Kiro.kiro/ ディレクトリを自動的に読み、プロジェクトコンテキストを確保します:

  • .kiro/AGENT.md — アーキテクチャ・ルール
  • .kiro/steering/project-structure.md — ディレクトリ構造、データソースファイルの位置
  • .kiro/steering/coding-standards.md — コーディング規約

よく知られたデータソース(Elasticsearch、InfluxDB、Graphite など)は、シンプルなプロンプトで十分です:

Elasticsearch を新しいデータソース種類として追加して。
既存の種類パターンに従って、コネクタ Lambda + query/route.ts の TOOL マップ +
スキーマキャッシュ + Explore UI + i18n をすべて修正して。
SSRF ガード(assertDatasourceEndpointAllowed)と readJsonBounded を必ず適用して。

Claude Code で追加

Claude Code はディレクトリごとの CLAUDE.md でプロジェクトを理解します:

  • ルート CLAUDE.md — 全体アーキテクチャ・必須ルール(読み取り専用姿勢、セキュリティの教訓を含む)
  • web/** — ライブラリモジュール(datasources.tsdatasource-schema.tsssrf-guard.ts など)と API ルート/ページの詳細

例示プロンプト:

InfluxDB(InfluxQL)を新しいデータソース種類として追加して。
既存の種類パターンに従って、関連するすべてのファイルを修正して。
デフォルトポート 8086、ヘルスエンドポイント /ping。
コネクタ入力は readJsonBounded でバウンドし、SSRF ガードを適用して(読み取り専用ツールのみ)。
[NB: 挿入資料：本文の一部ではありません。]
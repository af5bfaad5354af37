//! Draw command list
//!
//! Turns a `RenderView` into sprite and ring commands in back-to-front
//! order. How a sprite or a ring gets onto the screen is up to the sink.

use super::view::{Rect, RenderView};
use crate::consts::SHIELD_RING_PADDING;
use crate::sim::{FoodKind, PlayerId};

/// Colors for game elements (RGBA)
pub mod colors {
    /// Player one's shield ring
    pub const SHIELD_ONE: [f32; 4] = [1.0, 0.647, 0.0, 1.0];
    /// Player two's shield ring
    pub const SHIELD_TWO: [f32; 4] = [0.0, 0.0, 1.0, 1.0];
}

/// Images the frame driver is expected to have loaded
#[derive(Debug, Clone, Copy, PartialEq, Eq, Hash)]
pub enum Sprite {
    Background,
    PlayerOne,
    PlayerTwo,
    FoodNormal,
    FoodPoison,
    FoodSpeed,
    FoodShield,
}

impl Sprite {
    pub fn for_player(id: PlayerId) -> Self {
        match id {
            PlayerId::One => Sprite::PlayerOne,
            PlayerId::Two => Sprite::PlayerTwo,
        }
    }

    pub fn for_food(kind: FoodKind) -> Self {
        match kind {
            FoodKind::Normal => Sprite::FoodNormal,
            FoodKind::Poison => Sprite::FoodPoison,
            FoodKind::SpeedBoost => Sprite::FoodSpeed,
            FoodKind::Shield => Sprite::FoodShield,
        }
    }

    /// Conventional asset file name
    pub fn file_name(&self) -> &'static str {
        match self {
            Sprite::Background => "background.png",
            Sprite::PlayerOne => "player1.png",
            Sprite::PlayerTwo => "player2.png",
            Sprite::FoodNormal => "normal_food.png",
            Sprite::FoodPoison => "poison_food.png",
            Sprite::FoodSpeed => "speed_food.png",
            Sprite::FoodShield => "shield_food.png",
        }
    }
}

/// One drawing operation
#[derive(Debug, Clone, Copy, PartialEq)]
pub enum DrawCommand {
    /// Stretch the background over the whole window
    Background,
    Sprite { sprite: Sprite, rect: Rect },
    /// Circle outline
    Ring {
        center: (i32, i32),
        radius: i32,
        color: [f32; 4],
    },
}

/// Receives a finished frame
pub trait FrameSink {
    fn present(&mut self, commands: &[DrawCommand]);
}

/// Keeps the most recent frame; used headless and in tests
#[derive(Debug, Default)]
pub struct RecordingSink {
    pub last_frame: Vec<DrawCommand>,
    pub frames_presented: u64,
}

impl FrameSink for RecordingSink {
    fn present(&mut self, commands: &[DrawCommand]) {
        self.last_frame.clear();
        self.last_frame.extend_from_slice(commands);
        self.frames_presented += 1;
    }
}

fn shield_color(id: PlayerId) -> [f32; 4] {
    match id {
        PlayerId::One => colors::SHIELD_ONE,
        PlayerId::Two => colors::SHIELD_TWO,
    }
}

/// Background, then food, then shield rings, then players on top
pub fn build_draw_list(view: &RenderView) -> Vec<DrawCommand> {
    let mut commands = Vec::with_capacity(1 + view.food.len() + view.players.len() * 2);
    commands.push(DrawCommand::Background);

    commands.extend(view.food.iter().map(|f| DrawCommand::Sprite {
        sprite: Sprite::for_food(f.kind),
        rect: f.rect,
    }));

    commands.extend(
        view.players
            .iter()
            .filter(|p| p.shielded)
            .map(|p| DrawCommand::Ring {
                center: p.rect.center(),
                radius: p.rect.w / 2 + SHIELD_RING_PADDING,
                color: shield_color(p.player),
            }),
    );

    commands.extend(view.players.iter().map(|p| DrawCommand::Sprite {
        sprite: Sprite::for_player(p.player),
        rect: p.rect,
    }));

    commands
}
//! Rendering interface
//!
//! The simulation never touches pixels. It produces a `RenderView`, which is
//! turned into a list of `DrawCommand`s and handed to a `FrameSink` owned by
//! the frame driver.

pub mod commands;
pub mod view;

pub use commands::{DrawCommand, FrameSink, RecordingSink, Sprite, build_draw_list, colors};
pub use view::{FoodView, PlayerView, Rect, RenderView};
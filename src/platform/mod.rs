//! Platform abstraction layer
//!
//! Handles what the frame driver owns:
//! - Time (millisecond clocks)
//! - Input events (keyboard to per-tick snapshots)

pub mod clock;
pub mod input;

pub use clock::{Clock, ManualClock, SystemClock};
pub use input::{InputEvent, Key, KeyboardState};
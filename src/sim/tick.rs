//! Per-frame simulation tick
//!
//! Advances the whole game by one frame. The timestamp is taken once by the
//! caller and reused for every comparison so the tick is internally
//! consistent.

use serde::{Deserialize, Serialize};

use super::collision::squares_overlap;
use super::food::{check_consumption, respawn_due};
use super::player::{apply_movement, clamp_to_arena, kill, try_respawn};
use super::state::{GameEvent, MoveIntent, PlayerId, SimulationState};

/// Input snapshot for a single tick
#[derive(Debug, Clone, Copy, Default, PartialEq, Eq, Serialize, Deserialize)]
pub struct TickInput {
    /// Held direction keys, indexed by `PlayerId::index`
    pub players: [MoveIntent; 2],
    /// Fullscreen toggle pressed since the last snapshot (driver concern)
    pub toggle_fullscreen: bool,
}

impl TickInput {
    #[inline]
    pub fn intent(&self, id: PlayerId) -> MoveIntent {
        self.players[id.index()]
    }
}

/// Advance the game state by one frame at timestamp `now` (ms).
///
/// Order: movement and clamping, food respawn, food consumption, player
/// respawn, then player-vs-player elimination.
pub fn tick(state: &mut SimulationState, input: &TickInput, now: u64) {
    // A clock that steps backwards is treated as standing still
    let now = now.max(state.last_tick_ms);
    state.last_tick_ms = now;
    state.time_ticks += 1;
    state.events.clear();

    for id in PlayerId::ALL {
        let player = state.player_mut(id);
        apply_movement(player, input.intent(id), now);
        clamp_to_arena(player);
    }

    for (slot, food) in state.food.iter_mut().enumerate() {
        if respawn_due(food, &mut state.rng, now) {
            log::debug!("Food slot {} respawned as {:?}", slot, food.kind);
            state.events.push(GameEvent::FoodRespawned {
                slot,
                kind: food.kind,
            });
        }
    }

    for (slot, food) in state.food.iter_mut().enumerate() {
        for player in state.players.iter_mut() {
            let kind = food.kind;
            if check_consumption(player, food, now) {
                log::debug!("{:?} ate {:?} (slot {})", player.id, kind, slot);
                state.events.push(GameEvent::FoodEaten {
                    player: player.id,
                    slot,
                    kind,
                });
            }
        }
    }

    for player in state.players.iter_mut() {
        if try_respawn(player, now) {
            log::info!("{:?} respawned at {}", player.id, player.pos);
            state.events.push(GameEvent::PlayerRespawned { player: player.id });
        }
    }

    if let Some((victim, by)) = resolve_elimination(state, now) {
        kill(state.player_mut(victim), now);
        log::info!("{:?} was eaten by {:?}", victim, by);
        state.events.push(GameEvent::PlayerEliminated { victim, by });
    }
}

/// Decide whether one player eats the other this tick.
///
/// Both must be alive and overlapping. The strictly larger player eats the
/// smaller unless the smaller's shield is running. Returns `(victim, by)`.
pub fn resolve_elimination(state: &SimulationState, now: u64) -> Option<(PlayerId, PlayerId)> {
    let [a, b] = &state.players;
    if !a.alive || !b.alive {
        return None;
    }
    if !squares_overlap(a.pos, a.size, b.pos, b.size) {
        return None;
    }

    if a.size > b.size && !b.is_shielded(now) {
        Some((b.id, a.id))
    } else if b.size > a.size && !a.is_shielded(now) {
        Some((a.id, b.id))
    } else {
        None
    }
}

#[cfg(test)]
mod tests {
    use super::*;
    use crate::consts::*;
    use crate::sim::effects::ActiveEffect;
    use crate::sim::state::FoodKind;
    use glam::IVec2;

    /// State with both players overlapping and all food parked out of reach
    fn duel(size_one: i32, size_two: i32) -> SimulationState {
        let mut state = SimulationState::new(12345);
        for food in &mut state.food {
            food.pos = IVec2::new(1400, 900);
        }
        state.players[0].pos = IVec2::new(500, 400);
        state.players[0].size = size_one;
        state.players[1].pos = IVec2::new(520, 420);
        state.players[1].size = size_two;
        state
    }

    fn no_food(state: &mut SimulationState) {
        for food in &mut state.food {
            food.alive = false;
            food.died_at = Some(u64::MAX / 2);
        }
    }

    #[test]
    fn test_equal_sizes_no_death() {
        let mut state = duel(150, 150);
        tick(&mut state, &TickInput::default(), 100);
        assert!(state.players.iter().all(|p| p.alive));
        assert!(state.events.is_empty());
    }

    #[test]
    fn test_larger_eats_smaller() {
        let mut state = duel(200, 100);
        tick(&mut state, &TickInput::default(), 100);

        let loser = state.player(PlayerId::Two);
        assert!(!loser.alive);
        assert_eq!(loser.pos, IVec2::new(-1000, -1000));
        assert_eq!(loser.died_at, Some(100));
        assert!(state.player(PlayerId::One).alive);
        assert_eq!(
            state.events,
            vec![GameEvent::PlayerEliminated {
                victim: PlayerId::Two,
                by: PlayerId::One
            }]
        );
    }

    #[test]
    fn test_player_two_can_win() {
        let mut state = duel(100, 200);
        tick(&mut state, &TickInput::default(), 100);
        assert!(!state.player(PlayerId::One).alive);
        assert!(state.player(PlayerId::Two).alive);
    }

    #[test]
    fn test_shield_blocks_elimination() {
        let mut state = duel(200, 100);
        state.players[1].shield = Some(ActiveEffect::new(1000, SHIELD_MS));

        tick(&mut state, &TickInput::default(), 5999);
        assert!(state.players.iter().all(|p| p.alive));

        // Expired shield no longer protects, even though it is still set
        tick(&mut state, &TickInput::default(), 6000);
        assert!(!state.player(PlayerId::Two).alive);
    }

    #[test]
    fn test_shield_on_larger_player_irrelevant() {
        let mut state = duel(200, 100);
        state.players[0].shield = Some(ActiveEffect::new(0, SHIELD_MS));
        tick(&mut state, &TickInput::default(), 10);
        assert!(!state.player(PlayerId::Two).alive);
    }

    #[test]
    fn test_dead_player_respawns_after_delay() {
        let mut state = duel(200, 100);
        no_food(&mut state);
        tick(&mut state, &TickInput::default(), 1000);
        assert!(!state.player(PlayerId::Two).alive);

        // Winner wanders off so the spawn point is clear
        state.players[0].pos = IVec2::new(1200, 700);

        tick(&mut state, &TickInput::default(), 1000 + PLAYER_RESPAWN_MS);
        assert!(!state.player(PlayerId::Two).alive);

        tick(&mut state, &TickInput::default(), 1001 + PLAYER_RESPAWN_MS);
        let p2 = state.player(PlayerId::Two);
        assert!(p2.alive);
        assert_eq!(p2.pos, IVec2::new(400, 400));
        assert_eq!(p2.size, RESPAWN_SIZE);
        // The surviving player keeps its size
        assert_eq!(state.player(PlayerId::One).size, 200);
        assert!(state
            .events
            .contains(&GameEvent::PlayerRespawned { player: PlayerId::Two }));
    }

    #[test]
    fn test_poison_food_lifecycle() {
        let mut state = SimulationState::new(99);
        no_food(&mut state);
        let p1 = state.player(PlayerId::One).clone();
        let start_size = p1.size;

        let slot = 0;
        state.food[slot] = crate::sim::Food::new(p1.center() - IVec2::splat(20), FoodKind::Poison);

        let t = 2000;
        tick(&mut state, &TickInput::default(), t);
        assert_eq!(state.player(PlayerId::One).size, start_size - SIZE_STEP);
        assert!(!state.food[slot].alive);
        assert_eq!(state.food[slot].died_at, Some(t));
        assert!(state.events.contains(&GameEvent::FoodEaten {
            player: PlayerId::One,
            slot,
            kind: FoodKind::Poison
        }));

        // Move player one out of the way so the new item isn't eaten on sight
        state.players[0].pos = IVec2::new(1300, 0);
        state.players[0].size = 180;

        tick(&mut state, &TickInput::default(), t + FOOD_RESPAWN_MS - 1);
        assert!(!state.food[slot].alive);

        tick(&mut state, &TickInput::default(), t + FOOD_RESPAWN_MS);
        assert!(state.events.iter().any(|e| matches!(
            e,
            GameEvent::FoodRespawned { slot: 0, .. }
        )));
    }

    #[test]
    fn test_speed_boost_window() {
        let mut state = SimulationState::new(5);
        no_food(&mut state);
        state.players[0].pos = IVec2::new(600, 400);
        state.players[0].speed_boost = Some(ActiveEffect::new(1000, SPEED_BOOST_MS));
        state.players[1].pos = IVec2::new(0, 0);

        let mut input = TickInput::default();
        input.players[0].right = true;

        tick(&mut state, &input, 5999);
        assert_eq!(state.player(PlayerId::One).pos.x, 620);

        tick(&mut state, &input, 6001);
        assert_eq!(state.player(PlayerId::One).pos.x, 630);
    }

    #[test]
    fn test_clock_regression_is_clamped() {
        let mut state = SimulationState::new(5);
        tick(&mut state, &TickInput::default(), 5000);
        tick(&mut state, &TickInput::default(), 4000);
        assert_eq!(state.last_tick_ms, 5000);
        assert_eq!(state.time_ticks, 2);
    }

    #[test]
    fn test_food_goes_to_first_player_only() {
        let mut state = SimulationState::new(8);
        no_food(&mut state);
        state.players[0].pos = IVec2::new(500, 400);
        state.players[0].size = 100;
        state.players[1].pos = IVec2::new(620, 400);
        state.players[1].size = 100;
        // Between the two players, touching both
        state.food[3] = crate::sim::Food::new(IVec2::new(590, 430), FoodKind::Normal);

        tick(&mut state, &TickInput::default(), 10);
        assert_eq!(state.player(PlayerId::One).size, 110);
        assert_eq!(state.player(PlayerId::Two).size, 100);
    }

    #[test]
    fn test_determinism() {
        let mut state1 = SimulationState::new(99999);
        let mut state2 = SimulationState::new(99999);

        let mut input = TickInput::default();
        input.players[0].right = true;
        input.players[1].down = true;

        for frame in 0..2000u64 {
            tick(&mut state1, &input, frame * 16);
            tick(&mut state2, &input, frame * 16);
        }

        assert_eq!(state1.players, state2.players);
        assert_eq!(state1.food, state2.food);
    }
}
社内/カスタムデータソースはどのように追加しますか?

AI ツールが API を知らない社内システムニッチなツールは、プロンプトと一緒に API 仕様ドキュメントを提供する必要があります。

提供する情報

項目説明
ヘルスエンドポイント接続テストのパスGET /api/health
クエリ APIデータ照会の形式POST /api/v1/query
リクエストボディクエリパラメータの構造{"query": "...", "from": "...", "to": "..."}
応答形式返却データの構造{"data": [{"timestamp": ..., "value": ...}]}
認証方式サポートする認証タイプBearer token、API key、Basic auth

例示プロンプト (API 仕様を含む)

"CustomMetrics" を新しいデータソース種類として追加して。
既存の種類パターンに従って、関連するすべてのファイルを修正して。

API ドキュメント:
- ヘルスチェック: GET /api/health → 200 OK
- クエリ: POST /api/v1/query
Body: {"query": "metric_name", "from": "2024-01-01T00:00:00Z", "to": "2024-01-02T00:00:00Z", "step": "5m"}
Response: {"status": "ok", "data": [{"timestamp": 1704067200, "value": 42.5, "labels": {"host": "web-1"}}]}
- 認証: Authorization ヘッダーに Bearer token
- デフォルトポート: 9090
- 読み取り専用(書き込み/変更ツールの公開禁止)、SSRF ガード + readJsonBounded を適用
OpenAPI 仕様ファイルの活用

OpenAPI(Swagger) YAML/JSON ファイルがあれば、より正確なコードを生成できます。Kiro は仕様ファイルをプロジェクトに置くと自動参照し、Claude Code はプロンプトにファイルパスを含めれば使えます。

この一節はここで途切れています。